Second, some folks are upset about what they took as a call from me for evangelicals to join in the celebrations of the bicentennial of Joseph Smith’s birth. I can see how people heard me say that we evangelicals should join in “celebrating” Joseph Smith’s birthday, but that is not what I intended to say. Instead I said that I hoped that many evangelicals would participate in those events that would allow us all to “pay special attention to Joseph’s life and teachings” during this year.
I was thinking and speaking too much as an academic on this one, and I know that doing so created unnecessary confusion. For example, I am going to take part in a special conference at the Library of Conference, where I will respond to an LDS scholar’s views on the contribution of Joseph’s theology. Those are the kinds of events where there can be critical give and take, and I see this bicentennial year as a time when we evangelicals can try to sort out the good from the bad in Joseph’s thought. There are some of his writings, for example, that sound quite orthodox, and others–such as the King Follett Discourse–that have views that are far removed from anything in the Christian tradition.
But ordinary evangelicals do not have opportunities to engage in those kinds of serious theological panels–thus I was talking too much as an elitist! At the same time, I would think this would be a wonderful opportunity to put on some events in Utah, perhaps in cooperation with local LDS folks, where people talk together about some basic themes in Joseph’s thought. In our quiet dialogues, for example, we–evangelicals and LDS together–find many of his earliest statements to come close to a traditional Reformation (and Epistle to the Romans!) emphasis on salvation by grace alone, the unique substitutionary work of Christ on the Cross (and not just in Golgotha) and so on.

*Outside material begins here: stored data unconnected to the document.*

use super::*;

#[derive(Debug, Clone, Default, PartialEq, Eq)]
pub(crate) struct FormRegistration {
    pub(crate) trigger: Option<NodeId>,
    pub(crate) in_flight: bool,
}

#[derive(Debug, Default)]
pub(crate) struct FormRegistry {
    pub(crate) forms: HashMap<NodeId, FormRegistration>,
}

impl FormRegistry {
    pub(crate) fn get(&self, form: NodeId) -> Option<&FormRegistration> {
        self.forms.get(&form)
    }

    pub(crate) fn get_mut(&mut self, form: NodeId) -> Option<&mut FormRegistration> {
        self.forms.get_mut(&form)
    }

    pub(crate) fn contains(&self, form: NodeId) -> bool {
        self.forms.contains_key(&form)
    }
}

#[derive(Debug, Clone, Copy, PartialEq, Eq)]
pub(crate) enum TimerTask {
    ScrollStep(ScrollHandle),
}

#[derive(Debug, Clone, PartialEq, Eq)]
pub(crate) struct ScheduledTask {
    pub(crate) id: i64,
    pub(crate) due_at: i64,
    pub(crate) order: i64,
    pub(crate) interval_ms: Option<i64>,
    pub(crate) task: TimerTask,
}

#[derive(Debug, Clone, PartialEq, Eq)]
pub struct PendingTimer {
    pub id: i64,
    pub due_at: i64,
    pub order: i64,
    pub interval_ms: Option<i64>,
}

#[derive(Debug)]
pub(crate) struct SchedulerState {
    pub(crate) task_queue: Vec<ScheduledTask>,
    pub(crate) now_ms: i64,
    pub(crate) timer_step_limit: usize,
    pub(crate) next_timer_id: i64,
    pub(crate) next_task_order: i64,
}

impl SchedulerState {
    pub(crate) fn with_step_limit(timer_step_limit: usize) -> Self {
        Self {
            task_queue: Vec::new(),
            now_ms: 0,
            timer_step_limit,
            next_timer_id: 1,
            next_task_order: 0,
        }
    }

    pub(crate) fn schedule_interval(&mut self, interval_ms: i64, task: TimerTask) -> i64 {
        let id = self.next_timer_id;
        self.next_timer_id += 1;
        let order = self.next_task_order;
        self.next_task_order += 1;
        self.task_queue.push(ScheduledTask {
            id,
            due_at: self.now_ms.saturating_add(interval_ms),
            order,
            interval_ms: Some(interval_ms),
            task,
        });
        id
    }

    pub(crate) fn reschedule(&mut self, mut task: ScheduledTask) {
        let Some(interval_ms) = task.interval_ms else {
            return;
        };
        task.due_at = task.due_at.saturating_add(interval_ms.max(1));
        task.order = self.next_task_order;
        self.next_task_order += 1;
        self.task_queue.push(task);
    }

    pub(crate) fn clear(&mut self, timer_id: i64) -> bool {
        let before = self.task_queue.len();
        self.task_queue.retain(|task| task.id != timer_id);
        before != self.task_queue.len()
    }

    pub(crate) fn next_task_index(&self, due_limit: Option<i64>) -> Option<usize> {
        self.task_queue
            .iter()
            .enumerate()
            .filter(|(_, task)| due_limit.is_none_or(|limit| task.due_at <= limit))
            .min_by_key(|(_, task)| (task.due_at, task.order))
            .map(|(idx, _)| idx)
    }
}

#[derive(Debug, Clone, PartialEq, Eq)]
pub(crate) struct ScrollAnimation {
    pub(crate) target: NodeId,
    pub(crate) form: Option<NodeId>,
    pub(crate) timer_id: i64,
}

#[derive(Debug, Default)]
pub(crate) struct ScrollState {
    pub(crate) animations: HashMap<ScrollHandle, ScrollAnimation>,
    pub(crate) next_handle: u64,
}

#[derive(Debug, Default)]
pub(crate) struct RequestQueue {
    pub(crate) pending: VecDeque<SubmitRequest>,
    pub(crate) next_id: u64,
}

impl RequestQueue {
    pub(crate) fn allocate_id(&mut self) -> RequestId {
        self.next_id += 1;
        RequestId(self.next_id)
    }

    pub(crate) fn take(&mut self, id: RequestId) -> Option<SubmitRequest> {
        let index = self.pending.iter().position(|request| request.id == id)?;
        self.pending.remove(index)
    }
}

/// A full-page navigation requested by a redirect response.
#[derive(Debug, Clone, PartialEq, Eq)]
pub struct Navigation {
    pub from: String,
    pub to: String,
}

#[derive(Debug)]
pub(crate) struct TraceState {
    pub(crate) enabled: bool,
    pub(crate) submits: bool,
    pub(crate) responses: bool,
    pub(crate) timers: bool,
    pub(crate) logs: VecDeque<String>,
    pub(crate) log_limit: usize,
    pub(crate) to_stderr: bool,
}

impl Default for TraceState {
    fn default() -> Self {
        Self {
            enabled: true,
            submits: true,
            responses: true,
            timers: false,
            logs: VecDeque::new(),
            log_limit: 10_000,
            to_stderr: false,
        }
    }
}

impl TraceState {
    pub(crate) fn push(&mut self, line: String) {
        log::debug!(target: "ajax_form", "{line}");
        if !self.enabled {
            return;
        }
        if self.to_stderr {
            eprintln!("{line}");
        }
        self.logs.push_back(line);
        while self.logs.len() > self.log_limit {
            self.logs.pop_front();
        }
    }
}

The statements from D&C that I quoted, for example, sound straight out of an evangelical sermon. My own view is that instead of arguing primarily about the things we find offensive in Mormonism, it would be good to spend some time reflecting together about what we mean when we both say that Jesus alone saves, and that he paid the debt for our sin on Calvary.
For the record: I do not believe Joseph Smith was a true prophet of God; I do not accept the Book of Mormon as a legitimate revelation; I do not believe that temple baptism saves; I do not believe that all people will be saved. And it is precisely because of this that when my good friend Bob Millet says that his only plea when he gets to heaven is “the mercy and merit of Jesus Christ,” I want to respond by saying with enthusiasm, “Let’s keep talking!”
I hope this helps a little. I am deeply sorry for causing distress in the evangelical community. I make no apology for wanting to foster gentle and reverent dialogue with Mormon friends. But I want people to be upset with me only about things I really meant to say–and I failed on this occasion, on one important point, to make my case clearly enough. Blessings!